[The task]
Your job with the data below is to output exactly the lines from the one holding "ones in the" down to the one holding "pub fn bucket_day<'a>(covering: &[&'a", both included, and no others.

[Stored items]

--- START ---

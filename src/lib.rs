//! Shooting Calendar MCP Server Library
//!
//! This library provides a Model Context Protocol (MCP) server for planning
//! film production projects. Each project has a Shooting range plus Fitting
//! and Preparation phases that are derived from it, and the server warns
//! before a confirmed project's phase collides with the same phase of
//! another confirmed project.
//!
//! # Architecture
//!
//! The library follows a 3-layer architecture:
//! - **MCP Layer**: `ScheduleServerHandler` - Handles MCP protocol communication
//! - **Domain Layer**: `schedule` module - Phase derivation, overlap detection and the month grid
//! - **Persistence Layer**: `storage` module - File-based TOML storage
//!
//! # Example
//!
//! ```no_run
//! use shootcal_mcp::{Config, ScheduleServerHandler};
//! use anyhow::Result;
//!
//! #[tokio::main]
//! async fn main() -> Result<()> {
//!     let handler = ScheduleServerHandler::new("shootcal.toml", &Config::default())?;
//!     // Use handler with MCP server...
//!     Ok(())
//! }
//! ```

mod config;
mod error;
pub mod formatting;
mod handlers;
pub mod schedule;
mod storage;
pub mod validation;

use anyhow::Result;
use mcp_attr::Result as McpResult;
use mcp_attr::server::{McpServer, mcp_server};
use std::sync::Mutex;

// Re-export commonly used types
pub use config::{CalendarConfig, Config, PhasesConfig};
pub use error::{ScheduleError, ScheduleResult};
pub use handlers::save::ProjectParams;
pub use schedule::{
    CalendarDate, ConflictDescription, DateRange, GridLayout, GridPolicy, PhaseKind,
    PhaseOffsetPolicy, Project, ProjectDraft, ScheduleData, TimelineTab,
};
pub use storage::Storage;

/// MCP Server handler for production scheduling
///
/// Holds the project collection in memory and persists every change to a
/// TOML file. The phase and grid policies come from the configuration file
/// and stay fixed for the life of the server.
pub struct ScheduleServerHandler {
    pub(crate) data: Mutex<ScheduleData>,
    pub(crate) storage: Storage,
    pub(crate) phase_policy: PhaseOffsetPolicy,
    pub(crate) grid_policy: GridPolicy,
}

impl ScheduleServerHandler {
    /// Create a new schedule server handler
    ///
    /// # Arguments
    /// * `storage_path` - Path to the project data file (TOML format)
    /// * `config` - Phase offsets and calendar layout settings
    ///
    /// # Example
    /// ```no_run
    /// # use shootcal_mcp::{Config, ScheduleServerHandler};
    /// # use anyhow::Result;
    /// # fn main() -> Result<()> {
    /// let handler = ScheduleServerHandler::new("shootcal.toml", &Config::default())?;
    /// # Ok(())
    /// # }
    /// ```
    pub fn new(storage_path: &str, config: &Config) -> Result<Self> {
        let storage = Storage::new(storage_path);
        let data = Mutex::new(storage.load()?);
        Ok(Self {
            data,
            storage,
            phase_policy: config.phase_policy()?,
            grid_policy: config.grid_policy()?,
        })
    }

    /// Write `data` to disk. On failure `previous` is put back so memory
    /// keeps matching the file.
    fn commit(&self, data: &mut ScheduleData, previous: ScheduleData) -> Result<()> {
        if let Err(e) = self.storage.save(data) {
            *data = previous;
            return Err(e);
        }
        Ok(())
    }
}

/// Shooting calendar for a film production company.
///
/// Every project has a **Shooting** range (required). Two earlier phases are
/// derived from it unless set by hand:
/// - **Fitting**: by default the single day two days before Shooting starts
/// - **Preparation**: by default the six days ending the day before Fitting
///
/// Confirmed projects may not silently share a phase with another confirmed
/// project: Shooting is compared with Shooting, Fitting with Fitting and
/// Preparation with Preparation. Pending projects are never checked.
///
/// Dates are always YYYY-MM-DD. Project IDs are any string (e.g., "beer-spot-2025");
/// when omitted on save, one is generated ("project-1", "project-2", ...).
#[mcp_server]
impl McpServer for ScheduleServerHandler {
    /// **Review**: List projects, optionally by timeline tab and keyword.
    /// **Tabs**: current (confirmed, shooting now), upcoming (confirmed, not started),
    /// past (confirmed, finished), pending (not yet confirmed). Empty=all.
    #[tool]
    async fn list(
        &self,
        /// Tab filter: current/upcoming/past/pending (optional)
        tab: Option<String>,
        /// Keyword: case-insensitive match on id, name, producer or city (optional)
        keyword: Option<String>,
    ) -> McpResult<String> {
        self.handle_list(tab, keyword).await
    }

    /// **Preview**: Derive Fitting and Preparation from a Shooting start date without saving.
    /// **Touched**: Set fitting_touched/prep_touched=true to keep the dates you pass
    /// for that phase instead of recomputing them.
    #[allow(clippy::too_many_arguments)]
    #[tool]
    async fn derive_phases(
        &self,
        /// Shooting start date: YYYY-MM-DD (optional; without it nothing is derived)
        primary_start: Option<String>,
        /// Current Fitting start: YYYY-MM-DD (optional)
        fitting_start: Option<String>,
        /// Current Fitting end: YYYY-MM-DD (optional)
        fitting_end: Option<String>,
        /// Current Preparation start: YYYY-MM-DD (optional)
        prep_start: Option<String>,
        /// Current Preparation end: YYYY-MM-DD (optional)
        prep_end: Option<String>,
        /// Keep the given Fitting dates (optional, default false)
        fitting_touched: Option<bool>,
        /// Keep the given Preparation dates (optional, default false)
        prep_touched: Option<bool>,
    ) -> McpResult<String> {
        self.handle_derive_phases(
            primary_start,
            fitting_start,
            fitting_end,
            prep_start,
            prep_end,
            fitting_touched,
            prep_touched,
        )
        .await
    }

    /// **Check**: Report which phases of a prospective project collide with confirmed projects.
    /// Nothing is saved. Phases left out are derived from the Shooting dates.
    /// Pass id when checking an edit so the project is not compared with itself.
    #[allow(clippy::too_many_arguments)]
    #[tool]
    async fn check_conflicts(
        &self,
        /// Shooting start: YYYY-MM-DD
        primary_start: String,
        /// Shooting end: YYYY-MM-DD
        primary_end: String,
        /// ID of the project being edited (optional)
        id: Option<String>,
        /// Confirmed: pending projects never conflict (optional, default true here)
        confirmed: Option<bool>,
        /// Fitting start: YYYY-MM-DD (optional)
        fitting_start: Option<String>,
        /// Fitting end: YYYY-MM-DD (optional; a start alone means one day)
        fitting_end: Option<String>,
        /// Preparation start: YYYY-MM-DD (optional)
        prep_start: Option<String>,
        /// Preparation end: YYYY-MM-DD (optional)
        prep_end: Option<String>,
    ) -> McpResult<String> {
        let params = ProjectParams {
            id,
            confirmed: Some(confirmed.unwrap_or(true)),
            primary_start: Some(primary_start),
            primary_end: Some(primary_end),
            fitting_start,
            fitting_end,
            prep_start,
            prep_end,
            ..Default::default()
        };
        self.handle_check_conflicts(params).await
    }

    /// **Save**: Create a project, or edit the one with the given id.
    /// **Phases**: Fitting/Preparation are derived from Shooting unless you pass them
    /// (or set fitting_touched/prep_touched=true to keep the stored ones).
    /// **Conflicts**: A confirmed project that collides with another is NOT saved unless
    /// accept_conflicts=true. Review the returned conflicts with the user first.
    /// **Tip**: Use ""(empty string) to clear optional fields.
    #[allow(clippy::too_many_arguments)]
    #[tool]
    async fn save(
        &self,
        /// ID: any string (optional; generated for new projects)
        id: Option<String>,
        /// Name: required for new projects
        name: Option<String>,
        /// Confirmed: true once the production is booked (optional; new projects start pending)
        confirmed: Option<bool>,
        /// Shooting start: YYYY-MM-DD (required for new projects)
        primary_start: Option<String>,
        /// Shooting end: YYYY-MM-DD (required for new projects)
        primary_end: Option<String>,
        /// Fitting start: YYYY-MM-DD (optional)
        fitting_start: Option<String>,
        /// Fitting end: YYYY-MM-DD (optional; a start alone means one day)
        fitting_end: Option<String>,
        /// Preparation start: YYYY-MM-DD (optional)
        prep_start: Option<String>,
        /// Preparation end: YYYY-MM-DD (optional)
        prep_end: Option<String>,
        /// Keep the current Fitting when Shooting dates change (optional)
        fitting_touched: Option<bool>,
        /// Keep the current Preparation when Shooting dates change (optional)
        prep_touched: Option<bool>,
        /// Producer (optional)
        producer: Option<String>,
        /// Contact person or phone (optional)
        contact: Option<String>,
        /// City (optional)
        city: Option<String>,
        /// Description (optional)
        description: Option<String>,
        /// Notes: Markdown details (optional)
        notes: Option<String>,
        /// Budget (optional)
        budget: Option<f64>,
        /// Team budget (optional)
        team_budget: Option<f64>,
        /// Save even if conflicts were found (optional, default false)
        accept_conflicts: Option<bool>,
    ) -> McpResult<String> {
        let params = ProjectParams {
            id,
            name,
            confirmed,
            primary_start,
            primary_end,
            fitting_start,
            fitting_end,
            prep_start,
            prep_end,
            fitting_touched,
            prep_touched,
            producer,
            contact,
            city,
            description,
            notes,
            budget,
            team_budget,
            accept_conflicts,
        };
        self.handle_save(params).await
    }

    /// **Delete**: Permanently remove a project.
    #[tool]
    async fn delete(
        &self,
        /// ID of project to delete
        id: String,
    ) -> McpResult<String> {
        self.handle_delete(id).await
    }

    /// **Calendar**: Month view. Each day lists the projects on it with a phase badge
    /// ([P] Preparation, [F] Fitting, [S] Shooting), followed by free/busy/overlapping counts.
    #[tool]
    async fn month(
        &self,
        /// Any date in the month: YYYY-MM-DD (optional, default today)
        anchor: Option<String>,
    ) -> McpResult<String> {
        self.handle_month(anchor).await
    }

    /// **Day**: Every project on one date with the phase it is in that day.
    #[tool]
    async fn day(
        &self,
        /// Date: YYYY-MM-DD
        date: String,
    ) -> McpResult<String> {
        self.handle_day(date).await
    }
}
//! Calendar-day arithmetic on `YYYY-MM-DD` values
//!
//! `CalendarDate` carries no time-of-day and no timezone. All arithmetic is
//! in whole proleptic Gregorian days, so no DST or offset effect can leak
//! into phase ranges.

use crate::error::{ScheduleError, ScheduleResult};
use chrono::{Datelike, Duration, NaiveDate, Utc, Weekday};
use serde::{Deserialize, Serialize};
use std::fmt;
use std::str::FromStr;

/// Earliest year accepted by `parse_day`
pub const MIN_YEAR: i32 = 1900;
/// Latest year accepted by `parse_day`
pub const MAX_YEAR: i32 = 2100;

/// A timezone-less calendar day.
///
/// Ordering is chronological and matches the lexicographic order of the
/// ISO form.
#[derive(Debug, Clone, Copy, PartialEq, Eq, PartialOrd, Ord, Hash, Serialize, Deserialize)]
#[serde(try_from = "String", into = "String")]
pub struct CalendarDate(NaiveDate);

impl CalendarDate {
    /// Build a day from its components, rejecting impossible dates and
    /// years outside `MIN_YEAR..=MAX_YEAR`.
    pub fn from_ymd(year: i32, month: u32, day: u32) -> ScheduleResult<Self> {
        if !(MIN_YEAR..=MAX_YEAR).contains(&year) {
            return Err(ScheduleError::InvalidDateFormat(format!(
                "{:04}-{:02}-{:02}",
                year, month, day
            )));
        }
        NaiveDate::from_ymd_opt(year, month, day)
            .map(CalendarDate)
            .ok_or_else(|| {
                ScheduleError::InvalidDateFormat(format!("{:04}-{:02}-{:02}", year, month, day))
            })
    }

    /// Today's date as seen in UTC
    pub fn today() -> Self {
        CalendarDate(Utc::now().date_naive())
    }

    /// Whether the year is within `MIN_YEAR..=MAX_YEAR`, i.e. the day
    /// survives a round trip through `parse_day`
    pub fn is_supported(&self) -> bool {
        (MIN_YEAR..=MAX_YEAR).contains(&self.0.year())
    }

    pub fn naive(&self) -> NaiveDate {
        self.0
    }

    /// Always `YYYY-MM-DD`, zero-padded
    pub fn to_iso(&self) -> String {
        format!("{:04}-{:02}-{:02}", self.0.year(), self.0.month(), self.0.day())
    }

    /// Short human form used in conflict messages, e.g. `10 Jun 2025`
    pub fn to_display(&self) -> String {
        self.0.format("%d %b %Y").to_string()
    }

    /// Shift by `days` whole calendar days (negative goes backwards).
    ///
    /// Saturates at chrono's representable bounds instead of panicking.
    pub fn add_days(&self, days: i64) -> Self {
        let shifted = Duration::try_days(days).and_then(|delta| self.0.checked_add_signed(delta));
        match shifted {
            Some(d) => CalendarDate(d),
            None if days < 0 => CalendarDate(NaiveDate::MIN),
            None => CalendarDate(NaiveDate::MAX),
        }
    }

    /// Whole days from `self` to `other` (positive when `other` is later)
    pub fn days_until(&self, other: CalendarDate) -> i64 {
        (other.0 - self.0).num_days()
    }

    /// 0 = Sunday ... 6 = Saturday
    pub fn day_of_week(&self) -> u32 {
        self.0.weekday().num_days_from_sunday()
    }

    pub fn weekday(&self) -> Weekday {
        self.0.weekday()
    }

    pub fn day(&self) -> u32 {
        self.0.day()
    }

    pub fn start_of_month(&self) -> Self {
        CalendarDate(self.0 - Duration::days(i64::from(self.0.day0())))
    }

    pub fn end_of_month(&self) -> Self {
        // Any month is at most 31 days, so start + 32 always lands in the next one.
        let next_month = self.start_of_month().add_days(32).start_of_month();
        next_month.add_days(-1)
    }

    /// Pad backwards to the first day of the week containing `self`.
    pub fn start_of_calendar_grid(&self, week_start: Weekday) -> Self {
        let offset = days_after_week_start(self.0.weekday(), week_start);
        self.add_days(-i64::from(offset))
    }

    /// Pad forwards to the last day of the week containing `self`.
    pub fn end_of_calendar_grid(&self, week_start: Weekday) -> Self {
        let offset = 6 - days_after_week_start(self.0.weekday(), week_start);
        self.add_days(i64::from(offset))
    }
}

/// Position of `day` within a week starting on `week_start` (0..=6)
fn days_after_week_start(day: Weekday, week_start: Weekday) -> u32 {
    (7 + day.num_days_from_monday() - week_start.num_days_from_monday()) % 7
}

impl fmt::Display for CalendarDate {
    fn fmt(&self, f: &mut fmt::Formatter<'_>) -> fmt::Result {
        f.write_str(&self.to_iso())
    }
}

impl FromStr for CalendarDate {
    type Err = ScheduleError;

    fn from_str(s: &str) -> Result<Self, Self::Err> {
        parse_day(s)
    }
}

impl TryFrom<String> for CalendarDate {
    type Error = ScheduleError;

    fn try_from(value: String) -> Result<Self, Self::Error> {
        parse_day(&value)
    }
}

impl From<CalendarDate> for String {
    fn from(value: CalendarDate) -> Self {
        value.to_iso()
    }
}

/// Parse a strict `YYYY-MM-DD` string.
///
/// Rejects anything that is not exactly four digits, dash, two digits,
/// dash, two digits, as well as impossible dates and years outside
/// `MIN_YEAR..=MAX_YEAR`.
pub fn parse_day(iso: &str) -> ScheduleResult<CalendarDate> {
    let invalid = || ScheduleError::InvalidDateFormat(iso.to_string());

    let bytes = iso.as_bytes();
    let well_formed = bytes.len() == 10
        && bytes.iter().enumerate().all(|(i, b)| match i {
            4 | 7 => *b == b'-',
            _ => b.is_ascii_digit(),
        });
    if !well_formed {
        return Err(invalid());
    }

    let year: i32 = iso[0..4].parse().map_err(|_| invalid())?;
    let month: u32 = iso[5..7].parse().map_err(|_| invalid())?;
    let day: u32 = iso[8..10].parse().map_err(|_| invalid())?;

    CalendarDate::from_ymd(year, month, day).map_err(|_| invalid())
}

/// `add_days` on the ISO form. Fails when the result could not be parsed back.
pub fn add_days_iso(iso: &str, days: i64) -> ScheduleResult<String> {
    let shifted = parse_day(iso)?.add_days(days);
    if !shifted.is_supported() {
        return Err(ScheduleError::OutOfRange(shifted.to_iso()));
    }
    Ok(shifted.to_iso())
}

/// Every day from `start` to `end`, inclusive and ascending.
///
/// Empty when `start > end`.
pub fn each_day(start: CalendarDate, end: CalendarDate) -> Vec<CalendarDate> {
    if start > end {
        return Vec::new();
    }
    let mut days = Vec::with_capacity((start.days_until(end) + 1) as usize);
    let mut current = start;
    while current <= end {
        days.push(current);
        if current.0 == NaiveDate::MAX {
            break;
        }
        current = current.add_days(1);
    }
    days
}

/// Inclusive containment on ISO strings.
///
/// Plain string comparison is correct here because zero-padded
/// `YYYY-MM-DD` sorts the same way as the dates it encodes.
pub fn is_between_inclusive(iso: &str, start_iso: &str, end_iso: &str) -> bool {
    start_iso <= iso && iso <= end_iso
}
//! Common test utilities for integration tests

#![allow(dead_code)]

use shootcal_mcp::{Config, ProjectParams, ScheduleServerHandler};
use tempfile::NamedTempFile;

/// Create a test handler with temporary storage
pub fn get_test_handler() -> (ScheduleServerHandler, NamedTempFile) {
    get_test_handler_with_config(&Config::default())
}

pub fn get_test_handler_with_config(config: &Config) -> (ScheduleServerHandler, NamedTempFile) {
    let temp_file = NamedTempFile::new().unwrap();
    let handler = ScheduleServerHandler::new(temp_file.path().to_str().unwrap(), config).unwrap();
    (handler, temp_file)
}

/// Save parameters for a confirmed project with only the shooting range set
pub fn shooting(id: &str, name: &str, start: &str, end: &str) -> ProjectParams {
    ProjectParams {
        id: Some(id.to_string()),
        name: Some(name.to_string()),
        confirmed: Some(true),
        primary_start: Some(start.to_string()),
        primary_end: Some(end.to_string()),
        ..Default::default()
    }
}

/// Same as `shooting` but not yet confirmed
pub fn pending(id: &str, name: &str, start: &str, end: &str) -> ProjectParams {
    ProjectParams {
        confirmed: Some(false),
        ..shooting(id, name, start, end)
    }
}
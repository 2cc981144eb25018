//! MCP tool handlers for the schedule server
//!
//! This module contains the implementation of all MCP tool handlers.
//! Each handler is in a separate file for better organization.

pub mod conflicts;
pub mod day;
pub mod delete;
pub mod derive;
pub mod list;
pub mod month;
pub mod save;
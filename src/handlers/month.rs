//! Month view handler for the schedule MCP server

use crate::ScheduleServerHandler;
use crate::formatting;
use crate::schedule::{CalendarDate, build_grid};
use crate::validation;
use mcp_attr::Result as McpResult;

impl ScheduleServerHandler {
    pub async fn handle_month(&self, anchor: Option<String>) -> McpResult<String> {
        let anchor = validation::parse_optional_date(anchor.as_deref())?
            .unwrap_or_else(CalendarDate::today);

        let data = self.data.lock().unwrap();
        let grid = build_grid(anchor, data.list(), &self.grid_policy);
        Ok(formatting::format_month(&grid))
    }
}
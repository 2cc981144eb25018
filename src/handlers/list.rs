//! List handler for the schedule MCP server

use crate::ScheduleServerHandler;
use crate::formatting;
use crate::schedule::CalendarDate;
use crate::validation;
use mcp_attr::Result as McpResult;

impl ScheduleServerHandler {
    /// Handles list/filter operations - applies filters and formats results for display.
    pub async fn handle_list(
        &self,
        tab: Option<String>,
        keyword: Option<String>,
    ) -> McpResult<String> {
        let tab_filter = match tab.as_deref().map(str::trim) {
            None | Some("") => None,
            Some(tab_str) => Some(validation::parse_tab_filter(tab_str)?),
        };

        let today = CalendarDate::today();
        let data = self.data.lock().unwrap();
        let mut projects: Vec<_> = data.list().iter().collect();

        if let Some(tab) = tab_filter {
            formatting::apply_tab_filter(&mut projects, tab, today);
        }

        if let Some(ref keyword_filter) = keyword {
            formatting::apply_keyword_filter(&mut projects, keyword_filter);
        }

        projects.sort_by_key(|p| (p.total_range().start, p.primary_start));
        Ok(formatting::format_projects(&projects, today))
    }
}
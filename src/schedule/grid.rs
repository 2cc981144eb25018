//! Month grid for the calendar view
//!
//! The grid is padded out to whole weeks and each day holds the projects
//! whose visible span covers it. How many projects a cell shows is a
//! presentation choice (`GridPolicy::day_capacity`), not a scheduling rule.

use super::calendar_date::{CalendarDate, each_day};
use super::project::Project;
use chrono::Weekday;
use std::collections::BTreeMap;

/// Default number of projects drawn in one day cell
pub const DEFAULT_DAY_CAPACITY: usize = 4;

#[derive(Debug, Clone, Copy, PartialEq, Eq, Default)]
pub enum GridLayout {
    /// As many weeks as the month touches (4 to 6)
    #[default]
    Weeks,
    /// Always 6 weeks (42 days) from the week-aligned month start
    SixWeeks,
}

#[derive(Debug, Clone, Copy, PartialEq, Eq)]
pub struct GridPolicy {
    pub week_start: Weekday,
    pub layout: GridLayout,
    /// Maximum projects per day cell, confirmed first
    pub day_capacity: usize,
}

impl Default for GridPolicy {
    fn default() -> Self {
        Self {
            week_start: Weekday::Mon,
            layout: GridLayout::Weeks,
            day_capacity: DEFAULT_DAY_CAPACITY,
        }
    }
}

/// Day counts over the whole grid, before the per-day cap
#[derive(Debug, Clone, Copy, PartialEq, Eq, Default)]
pub struct MonthStats {
    /// Days no project covers
    pub free: usize,
    /// Days at least one project covers
    pub busy: usize,
    /// Days two or more projects cover
    pub overlap: usize,
}

#[derive(Debug, Clone)]
pub struct MonthGrid<'a> {
    pub month_start: CalendarDate,
    pub month_end: CalendarDate,
    /// Ascending, always a positive multiple of 7
    pub days: Vec<CalendarDate>,
    /// Capped bucket of projects drawn on each day
    pub per_day: BTreeMap<CalendarDate, Vec<&'a Project>>,
    /// How many covering projects did not fit in each day's bucket
    pub hidden: BTreeMap<CalendarDate, usize>,
    legend: Vec<&'a Project>,
    stats: MonthStats,
}

impl<'a> MonthGrid<'a> {
    pub fn in_month(&self, day: CalendarDate) -> bool {
        self.month_start <= day && day <= self.month_end
    }

    pub fn projects_on(&self, day: CalendarDate) -> &[&'a Project] {
        self.per_day.get(&day).map(Vec::as_slice).unwrap_or(&[])
    }

    pub fn hidden_on(&self, day: CalendarDate) -> usize {
        self.hidden.get(&day).copied().unwrap_or(0)
    }

    /// Every project visible somewhere on the grid, in input order,
    /// including ones dropped from full day cells.
    pub fn legend(&self) -> &[&'a Project] {
        &self.legend
    }

    pub fn stats(&self) -> MonthStats {
        self.stats
    }

    /// Days split into rows of seven
    pub fn weeks(&self) -> impl Iterator<Item = &[CalendarDate]> {
        self.days.chunks(7)
    }
}

/// Confirmed projects first (up to `capacity`), then pending ones in the
/// remaining slots. Both groups keep their input order.
///
/// Returns the bucket and the number of projects left out.
pub fn bucket_day<'a>(covering: &[&'a Project], capacity: usize) -> (Vec<&'a Project>, usize) {
    let confirmed = covering.iter().filter(|p| p.confirmed);
    let pending = covering.iter().filter(|p| !p.confirmed);
    let bucket: Vec<&'a Project> = confirmed.chain(pending).take(capacity).copied().collect();
    let hidden = covering.len() - bucket.len();
    (bucket, hidden)
}

/// Build the calendar grid of the month containing `anchor`.
pub fn build_grid<'a>(
    anchor: CalendarDate,
    projects: &'a [Project],
    policy: &GridPolicy,
) -> MonthGrid<'a> {
    let month_start = anchor.start_of_month();
    let month_end = anchor.end_of_month();
    let grid_start = month_start.start_of_calendar_grid(policy.week_start);
    let grid_end = match policy.layout {
        GridLayout::Weeks => month_end.end_of_calendar_grid(policy.week_start),
        GridLayout::SixWeeks => grid_start.add_days(6 * 7 - 1),
    };
    let days = each_day(grid_start, grid_end);

    let mut per_day = BTreeMap::new();
    let mut hidden = BTreeMap::new();
    let mut stats = MonthStats::default();
    for day in &days {
        let covering: Vec<&'a Project> = projects.iter().filter(|p| p.covers(*day)).collect();
        match covering.len() {
            0 => stats.free += 1,
            1 => stats.busy += 1,
            _ => {
                stats.busy += 1;
                stats.overlap += 1;
            }
        }
        let (bucket, dropped) = bucket_day(&covering, policy.day_capacity);
        if dropped > 0 {
            hidden.insert(*day, dropped);
        }
        per_day.insert(*day, bucket);
    }

    let legend = projects
        .iter()
        .filter(|p| {
            let span = p.total_range();
            span.start <= grid_end && grid_start <= span.end
        })
        .collect();

    MonthGrid {
        month_start,
        month_end,
        days,
        per_day,
        hidden,
        legend,
        stats,
    }
}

--- END ---

[Output for this exercise]
/// Confirmed projects first (up to `capacity`), then pending ones in the
/// remaining slots. Both groups keep their input order.
///
/// Returns the bucket and the number of projects left out.
pub fn bucket_day<'a>(covering: &[&'a Project], capacity: usize) -> (Vec<&'a Project>, usize) {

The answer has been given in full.